The COVID pandemic, he warns, heralds global recession and the potential for more instability. ‘History does not repeat itself, but it does have a rhythm and invariably after an economic crisis you get a security crisis.’ Tension in regions like the Eastern Mediterranean, North Africa, the Caucasus and further afield, often involving more powerful external states, compound the threat. ‘Escalation leading to potential miscalculation is the greatest risk. Modern weapons, particularly autonomous ones, are hard to control, and the legal, ethical and moral framework that worked in the industrial age will not be so effective in the information age. The pervasiveness of information has led to a changed character of conflict and politics. The phenomenon of populism is a challenge and of course these days not many of our policy makers have had any experience of war and how ghastly it is.                

‘The nature of war is always visceral and violent. It’s always full of friction, and it’s always essentially about human interaction. We will find that autonomy and robots are increasingly prevalent but there will still be a requirement for humans to be in control and for humans to engage.’  His future vision sees an armed force where the battlefield will be populated by a mix of humans and robots, where defence personnel are diverse in terms of race and sex and gender, and where the system of promoting by rank is replaced to some extent with promotion and payment linked to specialisms like cyber skills.                

Meanwhile our armed forces continue to provide military aid in times of crisis or disaster. Since January 2020 General Carter has sat on the Government’s emergency committee COBRA advising on the COVID-19 pandemic. The armed forces have supported the NHS and helped with logistics, acquisition and procurement. They have distributed PPE, built Nightingale Hospitals and carried out large-scale testing in our cities.                

‘There were good examples of innovative thinking, and of two cultures, ours and the NHS, coming together in a very complementary fashion. It turned out to be rather a good marriage, because we sort of surfed off each other’s skill sets and produced a pretty successful product, in the case of the Nightingales in particular, in a really quite remarkable time-frame.’                

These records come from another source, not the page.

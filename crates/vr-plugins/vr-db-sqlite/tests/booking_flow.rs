//! End-to-end behaviour of the booking service over a real SQLite store.

use std::collections::BTreeSet;
use std::sync::atomic::{AtomicI64, Ordering};
use std::sync::Arc;

use chrono::{DateTime, Duration, NaiveDate, NaiveTime, Utc};
use rust_decimal::Decimal;
use uuid::Uuid;
use vr_core::calendar::DayState;
use vr_core::validation::ReservationForm;
use vr_core::{
    Actor, AppError, AvailabilityStore, BookingService, Clock, ConflictReason, FixedClock, ReservationRepo,
    ReservationStatus, TransitionOutcome, Venue, VenueStatus,
};
use vr_db_sqlite::SqliteStore;

struct Fixture {
    store: SqliteStore,
    service: BookingService,
    venue: Venue,
}

fn date(y: i32, m: u32, d: u32) -> NaiveDate {
    NaiveDate::from_ymd_opt(y, m, d).unwrap()
}

async fn fixture() -> Fixture {
    let store = SqliteStore::in_memory().await.unwrap();
    let venue = Venue {
        id: Uuid::now_v7(),
        owner_id: Uuid::now_v7(),
        title: "Harbor Loft".into(),
        price_per_hour: Decimal::new(500, 0),
        status: VenueStatus::Open,
    };
    store.upsert_venue(&venue).await.unwrap();

    let service = service_with(&store, Arc::new(FixedClock::at(date(2025, 6, 15))));
    Fixture { store, service, venue }
}

fn service_with(store: &SqliteStore, clock: Arc<dyn Clock>) -> BookingService {
    let shared = Arc::new(store.clone());
    BookingService::new(shared.clone(), shared.clone(), shared, clock)
}

/// Advances one second on every `now()` call.
struct TickingClock {
    today: NaiveDate,
    seconds: AtomicI64,
}

impl Clock for TickingClock {
    fn today(&self) -> NaiveDate {
        self.today
    }

    fn now(&self) -> DateTime<Utc> {
        let tick = self.seconds.fetch_add(1, Ordering::SeqCst);
        self.today.and_time(NaiveTime::MIN).and_utc() + Duration::seconds(tick)
    }
}

fn form(event_date: &str, start: &str, end: &str) -> ReservationForm {
    ReservationForm {
        event_date: event_date.into(),
        start_time: start.into(),
        end_time: end.into(),
        first_name: "Ada".into(),
        last_name: "Lovelace".into(),
        email: "ada@example.com".into(),
        ..Default::default()
    }
}

#[tokio::test]
async fn test_same_day_different_hours_then_accept_then_cancel() {
    let fx = fixture().await;
    let owner = Actor::owner(fx.venue.owner_id);
    let r1 = Actor::renter(Uuid::now_v7());
    let r2 = Actor::renter(Uuid::now_v7());

    let id = fx
        .service
        .create_reservation(fx.venue.id, Some(r1.id), &form("2025-07-01", "09:00", "11:00"))
        .await
        .unwrap();
    let created = fx.service.reservation_for_renter(id, &r1).await.unwrap();
    assert_eq!(created.reservation.status, ReservationStatus::Pending);
    assert_eq!(created.venue_title, "Harbor Loft");

    let second = fx
        .service
        .create_reservation(fx.venue.id, Some(r2.id), &form("2025-07-01", "14:00", "16:00"))
        .await;
    assert!(matches!(
        second,
        Err(AppError::Conflict(ConflictReason::AlreadyRequested))
    ));

    let accepted = fx.service.accept(id, &owner).await.unwrap();
    assert_eq!(
        accepted,
        TransitionOutcome::Updated {
            from: ReservationStatus::Pending,
            to: ReservationStatus::Confirmed
        }
    );

    assert!(matches!(
        fx.service.cancel_own(id, &r1).await,
        Err(AppError::InvalidTransition { .. })
    ));
    let after = fx.service.reservation_for_owner(id, &owner).await.unwrap();
    assert_eq!(after.reservation.status, ReservationStatus::Confirmed);
}

#[tokio::test]
async fn test_concurrent_requests_leave_one_active() {
    let fx = fixture().await;
    let service = Arc::new(fx.service);

    let mut handles = Vec::new();
    for _ in 0..16 {
        let service = service.clone();
        let venue_id = fx.venue.id;
        handles.push(tokio::spawn(async move {
            service
                .create_reservation(venue_id, Some(Uuid::now_v7()), &form("2025-08-09", "10:00", "12:00"))
                .await
        }));
    }

    let mut created = 0;
    for handle in handles {
        match handle.await.unwrap() {
            Ok(_) => created += 1,
            Err(AppError::Conflict(ConflictReason::AlreadyRequested)) => {}
            Err(other) => panic!("unexpected error: {other:?}"),
        }
    }
    assert_eq!(created, 1);
    assert_eq!(fx.store.count_active(fx.venue.id, date(2025, 8, 9)).await.unwrap(), 1);
}

#[tokio::test]
async fn test_rejected_day_can_be_requested_again() {
    let fx = fixture().await;
    let owner = Actor::owner(fx.venue.owner_id);

    let first = fx
        .service
        .create_reservation(fx.venue.id, None, &form("2025-07-04", "09:00", "10:00"))
        .await
        .unwrap();
    fx.service.reject(first, &owner).await.unwrap();

    let second = fx
        .service
        .create_reservation(fx.venue.id, None, &form("2025-07-04", "18:00", "20:00"))
        .await;
    assert!(second.is_ok());
}

#[tokio::test]
async fn test_override_cannot_double_activate_a_day() {
    let fx = fixture().await;
    let owner = Actor::owner(fx.venue.owner_id);

    let first = fx
        .service
        .create_reservation(fx.venue.id, None, &form("2025-07-10", "09:00", "10:00"))
        .await
        .unwrap();
    fx.service
        .set_status(first, ReservationStatus::Cancelled, &owner)
        .await
        .unwrap();
    fx.service
        .create_reservation(fx.venue.id, None, &form("2025-07-10", "12:00", "13:00"))
        .await
        .unwrap();

    assert!(matches!(
        fx.service.set_status(first, ReservationStatus::Confirmed, &owner).await,
        Err(AppError::Conflict(ConflictReason::AlreadyRequested))
    ));
    assert_eq!(
        fx.service
            .set_status(first, ReservationStatus::Cancelled, &owner)
            .await
            .unwrap(),
        TransitionOutcome::Unchanged {
            status: ReservationStatus::Cancelled
        }
    );
}

#[tokio::test]
async fn test_stranger_cannot_touch_reservation() {
    let fx = fixture().await;
    let id = fx
        .service
        .create_reservation(fx.venue.id, None, &form("2025-07-11", "09:00", "10:00"))
        .await
        .unwrap();
    let stranger = Actor::owner(Uuid::now_v7());

    for result in [
        fx.service.accept(id, &stranger).await,
        fx.service.reject(id, &stranger).await,
        fx.service.set_status(id, ReservationStatus::Confirmed, &stranger).await,
    ] {
        assert!(matches!(result, Err(AppError::Forbidden(_))));
    }
    let row = fx.store.find_summary(id).await.unwrap().unwrap();
    assert_eq!(row.reservation.status, ReservationStatus::Pending);
}

#[tokio::test]
async fn test_blocked_and_closed_venues_refuse() {
    let fx = fixture().await;
    let owner = Actor::owner(fx.venue.owner_id);

    assert!(fx
        .service
        .mark_unavailable(fx.venue.id, date(2025, 7, 20), &owner)
        .await
        .unwrap());
    assert!(matches!(
        fx.service
            .create_reservation(fx.venue.id, None, &form("2025-07-20", "09:00", "10:00"))
            .await,
        Err(AppError::Conflict(ConflictReason::MarkedUnavailable))
    ));

    let closed = Venue {
        status: VenueStatus::Closed,
        ..fx.venue.clone()
    };
    fx.store.upsert_venue(&closed).await.unwrap();
    assert!(matches!(
        fx.service
            .create_reservation(fx.venue.id, None, &form("2025-07-21", "09:00", "10:00"))
            .await,
        Err(AppError::Conflict(ConflictReason::VenueClosed))
    ));
}

#[tokio::test]
async fn test_store_guards_catch_stale_checks() {
    let fx = fixture().await;
    assert!(fx.store.mark_unavailable(fx.venue.id, date(2025, 9, 1)).await.unwrap());

    let reservation = vr_core::Reservation {
        id: Uuid::now_v7(),
        venue_id: fx.venue.id,
        renter_id: None,
        event_date: date(2025, 9, 1),
        start_time: NaiveTime::from_hms_opt(9, 0, 0).unwrap(),
        end_time: NaiveTime::from_hms_opt(10, 0, 0).unwrap(),
        status: ReservationStatus::Pending,
        contact: Default::default(),
        created_at: chrono::Utc::now(),
    };
    assert!(matches!(
        fx.store.insert_pending(&reservation).await,
        Err(AppError::Conflict(ConflictReason::MarkedUnavailable))
    ));

    let unknown = vr_core::Reservation {
        id: Uuid::now_v7(),
        venue_id: Uuid::now_v7(),
        event_date: date(2025, 9, 2),
        ..reservation
    };
    assert!(matches!(
        fx.store.insert_pending(&unknown).await,
        Err(AppError::NotFound(_, _))
    ));
}

#[tokio::test]
async fn test_listings_are_ordered_and_filtered() {
    let fx = fixture().await;
    let owner = Actor::owner(fx.venue.owner_id);
    let renter = Uuid::now_v7();

    let mut ids = Vec::new();
    for day in ["2025-07-01", "2025-09-01", "2025-08-01"] {
        ids.push(
            fx.service
                .create_reservation(fx.venue.id, Some(renter), &form(day, "09:00", "10:00"))
                .await
                .unwrap(),
        );
    }
    fx.service.accept(ids[1], &owner).await.unwrap();

    let all = fx.service.list_for_owner(owner.id, None).await.unwrap();
    let dates: Vec<_> = all.iter().map(|r| r.reservation.event_date).collect();
    assert_eq!(dates, vec![date(2025, 9, 1), date(2025, 8, 1), date(2025, 7, 1)]);
    assert_eq!(all[0].renter_email(), "ada@example.com");

    let confirmed = fx.service.list_for_owner(owner.id, Some("confirmed")).await.unwrap();
    assert_eq!(confirmed.len(), 1);
    assert_eq!(confirmed[0].reservation.id, ids[1]);

    let unfiltered = fx.service.list_for_owner(owner.id, Some("bogus")).await.unwrap();
    assert_eq!(unfiltered.len(), 3);

    let mine = fx.service.list_for_renter(renter).await.unwrap();
    assert_eq!(mine.len(), 3);
    assert!(fx.service.list_for_renter(Uuid::now_v7()).await.unwrap().is_empty());

    assert_eq!(fx.service.owner_pending_count(owner.id).await.unwrap(), 2);
    let summary = fx.service.renter_summary(renter).await.unwrap();
    assert_eq!((summary.pending, summary.upcoming_confirmed, summary.total), (2, 1, 3));
}

#[tokio::test]
async fn test_same_day_lists_newest_request_first() {
    let fx = fixture().await;
    let owner = Actor::owner(fx.venue.owner_id);
    let renter = Uuid::now_v7();
    let service = service_with(
        &fx.store,
        Arc::new(TickingClock {
            today: date(2025, 6, 15),
            seconds: AtomicI64::new(0),
        }),
    );

    let older = service
        .create_reservation(fx.venue.id, Some(renter), &form("2025-07-01", "09:00", "10:00"))
        .await
        .unwrap();
    service.reject(older, &owner).await.unwrap();
    let newer = service
        .create_reservation(fx.venue.id, Some(renter), &form("2025-07-01", "13:00", "14:00"))
        .await
        .unwrap();

    let owner_ids: Vec<_> = service
        .list_for_owner(owner.id, None)
        .await
        .unwrap()
        .iter()
        .map(|r| r.reservation.id)
        .collect();
    assert_eq!(owner_ids, vec![newer, older]);

    let renter_ids: Vec<_> = service
        .list_for_renter(renter)
        .await
        .unwrap()
        .iter()
        .map(|r| r.reservation.id)
        .collect();
    assert_eq!(renter_ids, vec![newer, older]);
}

#[tokio::test]
async fn test_closing_venue_keeps_existing_reservations_workable() {
    let fx = fixture().await;
    let owner = Actor::owner(fx.venue.owner_id);
    let renter = Actor::renter(Uuid::now_v7());

    let to_accept = fx
        .service
        .create_reservation(fx.venue.id, Some(renter.id), &form("2025-07-01", "09:00", "10:00"))
        .await
        .unwrap();
    let to_cancel = fx
        .service
        .create_reservation(fx.venue.id, Some(renter.id), &form("2025-07-02", "09:00", "10:00"))
        .await
        .unwrap();

    let closed = Venue {
        status: VenueStatus::Closed,
        ..fx.venue.clone()
    };
    fx.store.upsert_venue(&closed).await.unwrap();

    assert!(matches!(
        fx.service
            .create_reservation(fx.venue.id, Some(renter.id), &form("2025-07-03", "09:00", "10:00"))
            .await,
        Err(AppError::Conflict(ConflictReason::VenueClosed))
    ));
    assert_eq!(
        fx.service.accept(to_accept, &owner).await.unwrap(),
        TransitionOutcome::Updated {
            from: ReservationStatus::Pending,
            to: ReservationStatus::Confirmed
        }
    );
    assert_eq!(
        fx.service.cancel_own(to_cancel, &renter).await.unwrap(),
        TransitionOutcome::Updated {
            from: ReservationStatus::Pending,
            to: ReservationStatus::Cancelled
        }
    );
}

#[tokio::test]
async fn test_past_event_dates_still_transition() {
    let fx = fixture().await;
    let owner = Actor::owner(fx.venue.owner_id);
    let renter = Actor::renter(Uuid::now_v7());

    let to_accept = fx
        .service
        .create_reservation(fx.venue.id, Some(renter.id), &form("2025-07-01", "09:00", "10:00"))
        .await
        .unwrap();
    let to_cancel = fx
        .service
        .create_reservation(fx.venue.id, Some(renter.id), &form("2025-07-02", "09:00", "10:00"))
        .await
        .unwrap();

    // Both event dates are now behind "today".
    let later = service_with(&fx.store, Arc::new(FixedClock::at(date(2025, 9, 1))));
    assert!(matches!(
        later.accept(to_accept, &owner).await,
        Ok(TransitionOutcome::Updated { .. })
    ));
    assert!(matches!(
        later.cancel_own(to_cancel, &renter).await,
        Ok(TransitionOutcome::Updated { .. })
    ));
    let accepted = later.reservation_for_owner(to_accept, &owner).await.unwrap();
    assert_eq!(accepted.reservation.status, ReservationStatus::Confirmed);
}

#[tokio::test]
async fn test_calendar_and_unavailable_management() {
    let fx = fixture().await;
    let owner = Actor::owner(fx.venue.owner_id);

    fx.service
        .replace_unavailable_dates(
            fx.venue.id,
            &BTreeSet::from([date(2025, 6, 20), date(2025, 6, 21), date(2025, 7, 2)]),
            &owner,
        )
        .await
        .unwrap();
    assert!(fx
        .service
        .clear_unavailable(fx.venue.id, date(2025, 6, 21), &owner)
        .await
        .unwrap());
    assert!(!fx
        .service
        .clear_unavailable(fx.venue.id, date(2025, 6, 21), &owner)
        .await
        .unwrap());
    fx.service
        .create_reservation(fx.venue.id, None, &form("2025-06-25", "09:00", "10:00"))
        .await
        .unwrap();

    let grid = fx
        .service
        .venue_calendar(fx.venue.id, 2025, 6, Some(date(2025, 6, 28)))
        .await
        .unwrap();
    assert_eq!(grid.cell(date(2025, 6, 10)).unwrap().state, DayState::Past);
    assert_eq!(grid.cell(date(2025, 6, 20)).unwrap().state, DayState::Unavailable);
    assert_eq!(grid.cell(date(2025, 6, 21)).unwrap().state, DayState::Available);
    assert_eq!(grid.cell(date(2025, 6, 25)).unwrap().state, DayState::Unavailable);
    assert_eq!(grid.cell(date(2025, 6, 28)).unwrap().state, DayState::Selected);

    assert!(matches!(
        fx.service
            .mark_unavailable(fx.venue.id, date(2025, 6, 30), &Actor::owner(Uuid::now_v7()))
            .await,
        Err(AppError::Forbidden(_))
    ));
    assert!(matches!(
        fx.service.venue_calendar(fx.venue.id, 2025, 13, None).await,
        Err(AppError::ValidationError(_))
    ));
}

#[tokio::test]
async fn test_estimate_uses_venue_price() {
    let fx = fixture().await;
    let cost = fx
        .service
        .estimate_cost(
            fx.venue.id,
            NaiveTime::from_hms_opt(9, 0, 0).unwrap(),
            NaiveTime::from_hms_opt(11, 0, 0).unwrap(),
        )
        .await
        .unwrap();
    assert_eq!(cost, Decimal::new(1000, 0));
}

It is clear that General Carter values the lasting influence of his Winchester education. He continues to engage with young people and to return to Winchester College to support and inspire other young Wykehamists:                

‘The older you get, the more you realise how important it is to encourage the young. If you don’t make that connection, you won’t learn either. And so much of what I am doing in this current job and my previous one as head of the Army, was actually about making sure that the generation that matters is being listened to. You must take account of their views as you develop a modern career structure and modern armed forces that meet the country’s needs. It’s sobering to think that the Chief of the Defence Staff in 40 years’ time will just be joining the Armed Forces now.’